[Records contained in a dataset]
+ + + +

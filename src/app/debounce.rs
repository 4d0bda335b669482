//! Re-armable quiescence timer owned by the store.
//!
//! Zellij timers fire exactly once and cannot be cancelled, so the debouncer
//! hands out a generation for every arm. The host echoes that generation back
//! when its timer fires; only the newest generation still pending is honoured.
//! Re-arming therefore cancels the previous window without touching the host.

use std::time::Duration;

/// Quiet period after the last triggering change before the derivation runs.
pub const DEBOUNCE_WINDOW: Duration = Duration::from_millis(300);

#[derive(Debug, Clone, PartialEq, Eq)]
pub struct Debouncer {
    window: Duration,
    generation: u64,
    pending: Option<u64>,
}

impl Default for Debouncer {
    fn default() -> Self {
        Self::new(DEBOUNCE_WINDOW)
    }
}

impl Debouncer {
    #[must_use]
    pub const fn new(window: Duration) -> Self {
        Self {
            window,
            generation: 0,
            pending: None,
        }
    }

    #[must_use]
    pub const fn window(&self) -> Duration {
        self.window
    }

    /// Starts a new window, superseding any window still pending.
    ///
    /// Returns the generation the host must report back when its timer fires.
    pub fn arm(&mut self) -> u64 {
        self.generation += 1;
        self.pending = Some(self.generation);
        tracing::trace!(generation = self.generation, "debounce armed");
        self.generation
    }

    /// Consumes a timer expiry.
    ///
    /// Returns `true` only for the generation of the most recent arm, and only
    /// once. Expiries of superseded windows return `false`.
    pub fn fire(&mut self, generation: u64) -> bool {
        if self.pending == Some(generation) {
            self.pending = None;
            true
        } else {
            tracing::trace!(generation, pending = ?self.pending, "stale debounce expiry");
            false
        }
    }

    #[must_use]
    pub const fn is_pending(&self) -> bool {
        self.pending.is_some()
    }
}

+ + + +

**Exercise goal:** Each entry above, in full, should be output exactly as it reads.

**Result of the exercise:**
filename src/app/debounce.rs
repository 4d0bda335b669482
//! Re-armable quiescence timer owned by the store.
//!
//! Zellij timers fire exactly once and cannot be cancelled, so the debouncer
//! hands out a generation for every arm. The host echoes that generation back
//! when its timer fires; only the newest generation still pending is honoured.
//! Re-arming therefore cancels the previous window without touching the host.

use std::time::Duration;

/// Quiet period after the last triggering change before the derivation runs.
pub const DEBOUNCE_WINDOW: Duration = Duration::from_millis(300);

#[derive(Debug, Clone, PartialEq, Eq)]
pub struct Debouncer {
    window: Duration,
    generation: u64,
    pending: Option<u64>,
}

impl Default for Debouncer {
    fn default() -> Self {
        Self::new(DEBOUNCE_WINDOW)
    }
}

impl Debouncer {
    #[must_use]
    pub const fn new(window: Duration) -> Self {
        Self {
            window,
            generation: 0,
            pending: None,
        }
    }

    #[must_use]
    pub const fn window(&self) -> Duration {
        self.window
    }

    /// Starts a new window, superseding any window still pending.
    ///
    /// Returns the generation the host must report back when its timer fires.
    pub fn arm(&mut self) -> u64 {
        self.generation += 1;
        self.pending = Some(self.generation);
        tracing::trace!(generation = self.generation, "debounce armed");
        self.generation
    }

    /// Consumes a timer expiry.
    ///
    /// Returns `true` only for the generation of the most recent arm, and only
    /// once. Expiries of superseded windows return `false`.
    pub fn fire(&mut self, generation: u64) -> bool {
        if self.pending == Some(generation) {
            self.pending = None;
            true
        } else {
            tracing::trace!(generation, pending = ?self.pending, "stale debounce expiry");
            false
        }
    }

    #[must_use]
    pub const fn is_pending(&self) -> bool {
        self.pending.is_some()
    }
}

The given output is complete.